Kupffer cells capture transplanted mitochondria to prevent liver injury and inflammation

Author(s):
Avinash Mukkala; Bruna David; Menachem Ailenberg; Jady Liang; Chirag Vaswani; Danielle Karakas; Rachel Goldfarb; William Barbour; Avishai Gasner; Ruoxian Wu; Raluca Petrut; Mirjana Jerkic; Ana Andreazza; Heyu Ni; Claudia dos Santos; Haibo Zhang; Andras Kapus; Paul Kubes; Ori Rotstein

Background:

Liver ischemia/reperfusion (I/R)-induced injury and inflammation is a pathophysiology that is relevant in the clinical contexts of hemorrhagic shock/resuscitation, elective liver surgery and organ transplantation. One common pathogenic event in I/R is mitochondrial dysfunction, characterized by depolarization of the mitochondrial potential, elaboration of reactive free radicals, and the depletion of cellular ATP. Recently, mitochondrial transplantation has emerged as an innovative therapeutic in various animal models of I/R. Complement receptor of the immunoglobulin superfamily (CRIg/VSIG4), is an immunoreceptor which recognizes opsonized bacteria, and has previously been shown to be engaged in anti-inflammatory signaling in I/R.

Hypothesis:

We hypothesized that CRIg/VSIG4 mediates the hepatoprotective effects of MTx in liver I/R.

Methods:

An in vivo murine model of 70% liver I/R was utilized to study the efficacy of MTx, and knockout/transgenic mouse models were used to interrogate the potential mechanism of hepatoprotection.

Results:

We determined that MTx was markedly hepatoprotective in liver I/R, and systemically anti-inflammatory.
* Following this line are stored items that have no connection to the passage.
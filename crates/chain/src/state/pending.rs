//! The copy-on-write overlay blocks and transactions are applied through.

use meridian_primitives::{
    AccountId, AccountRecord, Address, AssetId, AssetRecord, BalanceId, BalanceRecord,
    CollateralRecord, FeedIndex, FeedRecord, Hash256, MarketHistoryKey,
    MarketHistoryRecord, MarketIndexKey, OrderKind, OrderRecord, SignedTransaction, SlateId,
    SlateRecord, SlotRecord, Timestamp, TransactionId, TransactionRecord,
};

use super::{ChainDelta, ChainProperty, ChainState, PropertyValue};
use crate::error::ChainResult;

/// A transactional overlay over a parent state.
///
/// Reads fall through to the parent for any key the overlay has not
/// written; writes collect in a [`ChainDelta`]. Overlays stack: a
/// `PendingState` is itself a [`ChainState`], so speculative transaction
/// evaluation can run in a child overlay and be discarded without touching
/// block-level writes.
///
/// Committing is the caller's job: [`PendingState::into_delta`] surrenders
/// the write-set, and applying it to the parent followed by the delta from
/// [`PendingState::build_undo_delta`] restores every observed key, the
/// invariant that makes speculative block application safe.
pub struct PendingState<'a> {
    parent: &'a dyn ChainState,
    delta: ChainDelta,
}

impl<'a> PendingState<'a> {
    /// A fresh overlay over `parent`.
    pub fn new(parent: &'a dyn ChainState) -> Self {
        Self { parent, delta: ChainDelta::default() }
    }

    /// An overlay seeded with an existing write-set.
    pub fn from_delta(parent: &'a dyn ChainState, delta: ChainDelta) -> Self {
        Self { parent, delta }
    }

    /// Surrender the captured write-set.
    pub fn into_delta(self) -> ChainDelta {
        self.delta
    }

    /// The captured write-set, by reference.
    pub fn delta(&self) -> &ChainDelta {
        &self.delta
    }

    /// Merge a child overlay's write-set over this one.
    pub fn absorb(&mut self, child: ChainDelta) {
        self.delta.merge(child);
    }

    /// Capture the parent's pre-image of every key this overlay wrote.
    ///
    /// Applying the returned delta to the post-application state restores
    /// the parent state on all touched keys.
    pub fn build_undo_delta(&self) -> ChainResult<ChainDelta> {
        let parent = self.parent;
        let mut undo = ChainDelta::default();
        for property in self.delta.properties.keys() {
            undo.properties.insert(*property, parent.get_property(*property)?);
        }
        for id in self.delta.accounts.keys() {
            undo.accounts.insert(*id, parent.get_account(*id)?);
        }
        for id in self.delta.assets.keys() {
            undo.assets.insert(*id, parent.get_asset(*id)?);
        }
        for id in self.delta.balances.keys() {
            undo.balances.insert(*id, parent.get_balance(id)?);
        }
        for id in self.delta.slates.keys() {
            undo.slates.insert(*id, parent.get_slate(*id)?);
        }
        for id in self.delta.transactions.keys() {
            undo.transactions.insert(*id, parent.get_transaction(id)?);
        }
        for (kind, key) in self.delta.orders.keys() {
            undo.orders.insert((*kind, *key), parent.get_order(*kind, key)?);
        }
        for key in self.delta.collateral.keys() {
            undo.collateral.insert(*key, parent.get_collateral(key)?);
        }
        for index in self.delta.feeds.keys() {
            undo.feeds.insert(*index, parent.get_feed(index)?);
        }
        for start_time in self.delta.slots.keys() {
            undo.slots.insert(*start_time, parent.get_slot(*start_time)?);
        }
        for key in self.delta.market_history.keys() {
            undo.market_history.insert(*key, parent.get_market_history(key)?);
        }
        Ok(undo)
    }

    // ── writers ───────────────────────────────────────────────────────

    /// Write a chain property.
    pub fn set_property(&mut self, property: ChainProperty, value: PropertyValue) {
        self.delta.properties.insert(property, Some(value));
    }

    /// Write an account record.
    pub fn store_account(&mut self, record: AccountRecord) {
        self.delta.accounts.insert(record.id, Some(record));
    }

    /// Write an asset record.
    pub fn store_asset(&mut self, record: AssetRecord) {
        self.delta.assets.insert(record.id, Some(record));
    }

    /// Write a balance record (zero balances included; the committed store
    /// migrates them to the empty table on apply).
    pub fn store_balance(&mut self, record: BalanceRecord) {
        self.delta.balances.insert(record.id(), Some(record));
    }

    /// Write a slate record.
    pub fn store_slate(&mut self, record: SlateRecord) {
        self.delta.slates.insert(record.id, Some(record));
    }

    /// Write a confirmed-transaction record.
    pub fn store_transaction(&mut self, id: TransactionId, record: TransactionRecord) {
        self.delta.transactions.insert(id, Some(record));
    }

    /// Write an order, marking its market dirty.
    pub fn store_order(&mut self, kind: OrderKind, key: MarketIndexKey, record: OrderRecord) {
        self.mark_dirty_market(key.order_price.quote_asset_id, key.order_price.base_asset_id);
        self.delta.orders.insert((kind, key), Some(record));
    }

    /// Remove an order, marking its market dirty.
    pub fn remove_order(&mut self, kind: OrderKind, key: MarketIndexKey) {
        self.mark_dirty_market(key.order_price.quote_asset_id, key.order_price.base_asset_id);
        self.delta.orders.insert((kind, key), None);
    }

    /// Write a collateral position, marking its market dirty.
    pub fn store_collateral(&mut self, key: MarketIndexKey, record: CollateralRecord) {
        self.mark_dirty_market(key.order_price.quote_asset_id, key.order_price.base_asset_id);
        self.delta.collateral.insert(key, Some(record));
    }

    /// Remove a collateral position, marking its market dirty.
    pub fn remove_collateral(&mut self, key: MarketIndexKey) {
        self.mark_dirty_market(key.order_price.quote_asset_id, key.order_price.base_asset_id);
        self.delta.collateral.insert(key, None);
    }

    /// Write a price feed.
    pub fn store_feed(&mut self, record: FeedRecord) {
        self.delta.feeds.insert(record.index, Some(record));
    }

    /// Write a production-slot record.
    pub fn store_slot(&mut self, record: SlotRecord) {
        self.delta.slots.insert(record.start_time, Some(record));
    }

    /// Write a market-history bucket.
    pub fn store_market_history(&mut self, key: MarketHistoryKey, record: MarketHistoryRecord) {
        self.delta.market_history.insert(key, Some(record));
    }

    /// Note that a market needs execution.
    pub fn mark_dirty_market(&mut self, quote_id: AssetId, base_id: AssetId) {
        self.delta.dirty_markets.insert((quote_id, base_id));
    }
}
Moreover, MTx in liver I/R diminished the exudation of neutrophils into the lung alveolar space, and permeation of neutrophils into the liver sinusoids. Using intravital imaging of the in vivo mouse liver sinusoids, we discovered that I/R-subjected Kupffer cells (KCs), rapidly captured transplanted mitochondria, and shortly acidified mitochondria within intracellular lysosomal compartments. Next, to specifically understand the role of KCs, we depleted KCs in the diphtheria toxin inducible Clec4f/iDTR transgenic mouse, induced I/R, and revealed that indeed KCs are necessary for the hepatoprotective and anti-inflammatory effects of MTx. Finally, we induced I/R with or without MTx, in CRIg knockout mice and found that there was both loss of mitochondria capture by Kupffer cells and loss of hepatoprotection. In addition, I/R-subjected CRIg knockout mice showed greater injury and inflammation when transplanted with mitochondria.

Conclusions:

In this manner, we demonstrated that CRIg-dependent capture of mitochondria by I/R-subjected Kupffer cells is a hepatoprotective mechanism for MTx in vivo. These studies identify a novel treatment regimen in liver I/R and a potential molecular/cellular target which exerts the beneficial effects of MTx.